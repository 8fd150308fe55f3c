use std::fmt::{Display, Formatter};

use serde::{Deserialize, Serialize};

use crate::ValidationError;

const MAX_SYMBOL_LEN: usize = 20;

/// Normalized market symbol/ticker, always upper case.
#[derive(Debug, Clone, PartialEq, Eq, Hash, PartialOrd, Ord, Serialize, Deserialize)]
#[serde(try_from = "String", into = "String")]
pub struct Symbol(String);

impl Symbol {
    pub fn parse(input: &str) -> Result<Self, ValidationError> {
        let trimmed = input.trim();
        if trimmed.is_empty() {
            return Err(ValidationError::EmptySymbol);
        }

        let normalized = trimmed.to_ascii_uppercase();
        let len = normalized.chars().count();
        if len > MAX_SYMBOL_LEN {
            return Err(ValidationError::SymbolTooLong {
                len,
                max: MAX_SYMBOL_LEN,
            });
        }

        for (index, ch) in normalized.chars().enumerate() {
            let valid = ch.is_ascii_alphanumeric() || matches!(ch, '.' | '-' | '^' | '=');
            if !valid {
                return Err(ValidationError::SymbolInvalidChar { ch, index });
            }
        }

        Ok(Self(normalized))
    }

    pub fn as_str(&self) -> &str {
        &self.0
    }
}

impl Display for Symbol {
    fn fmt(&self, f: &mut Formatter<'_>) -> std::fmt::Result {
        f.write_str(self.as_str())
    }
}

impl TryFrom<String> for Symbol {
    type Error = ValidationError;

    fn try_from(value: String) -> Result<Self, Self::Error> {
        Self::parse(&value)
    }
}

impl From<Symbol> for String {
    fn from(value: Symbol) -> Self {
        value.0
    }
}

#[cfg(test)]
mod tests {
    use super::*;

    #[test]
    fn parses_and_upper_cases_symbol() {
        let parsed = Symbol::parse(" aapl ").expect("symbol should parse");
        assert_eq!(parsed.as_str(), "AAPL");
    }

    #[test]
    fn rejects_invalid_chars() {
        let err = Symbol::parse("AAPL$").expect_err("must fail");
        assert!(matches!(err, ValidationError::SymbolInvalidChar { ch: '$', .. }));
    }

    #[test]
    fn deserializes_through_validation() {
        let symbol: Symbol = serde_json::from_str("\"brk.b\"").expect("deserializes");
        assert_eq!(symbol.as_str(), "BRK.B");
        assert!(serde_json::from_str::<Symbol>("\"\"").is_err());
    }
}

EXERCISE GOAL: Each line of the data is to be written out again exactly.

EXERCISE OUTPUT:
repository 8fd150308fe55f3c
use std::fmt::{Display, Formatter};

use serde::{Deserialize, Serialize};

use crate::ValidationError;

const MAX_SYMBOL_LEN: usize = 20;

/// Normalized market symbol/ticker, always upper case.
#[derive(Debug, Clone, PartialEq, Eq, Hash, PartialOrd, Ord, Serialize, Deserialize)]
#[serde(try_from = "String", into = "String")]
pub struct Symbol(String);

impl Symbol {
    pub fn parse(input: &str) -> Result<Self, ValidationError> {
        let trimmed = input.trim();
        if trimmed.is_empty() {
            return Err(ValidationError::EmptySymbol);
        }

        let normalized = trimmed.to_ascii_uppercase();
        let len = normalized.chars().count();
        if len > MAX_SYMBOL_LEN {
            return Err(ValidationError::SymbolTooLong {
                len,
                max: MAX_SYMBOL_LEN,
            });
        }

        for (index, ch) in normalized.chars().enumerate() {
            let valid = ch.is_ascii_alphanumeric() || matches!(ch, '.' | '-' | '^' | '=');
            if !valid {
                return Err(ValidationError::SymbolInvalidChar { ch, index });
            }
        }

        Ok(Self(normalized))
    }

    pub fn as_str(&self) -> &str {
        &self.0
    }
}

impl Display for Symbol {
    fn fmt(&self, f: &mut Formatter<'_>) -> std::fmt::Result {
        f.write_str(self.as_str())
    }
}

impl TryFrom<String> for Symbol {
    type Error = ValidationError;

    fn try_from(value: String) -> Result<Self, Self::Error> {
        Self::parse(&value)
    }
}

impl From<Symbol> for String {
    fn from(value: Symbol) -> Self {
        value.0
    }
}

#[cfg(test)]
mod tests {
    use super::*;

    #[test]
    fn parses_and_upper_cases_symbol() {
        let parsed = Symbol::parse(" aapl ").expect("symbol should parse");
        assert_eq!(parsed.as_str(), "AAPL");
    }

    #[test]
    fn rejects_invalid_chars() {
        let err = Symbol::parse("AAPL$").expect_err("must fail");
        assert!(matches!(err, ValidationError::SymbolInvalidChar { ch: '$', .. }));
    }

    #[test]
    fn deserializes_through_validation() {
        let symbol: Symbol = serde_json::from_str("\"brk.b\"").expect("deserializes");
        assert_eq!(symbol.as_str(), "BRK.B");
        assert!(serde_json::from_str::<Symbol>("\"\"").is_err());
    }
}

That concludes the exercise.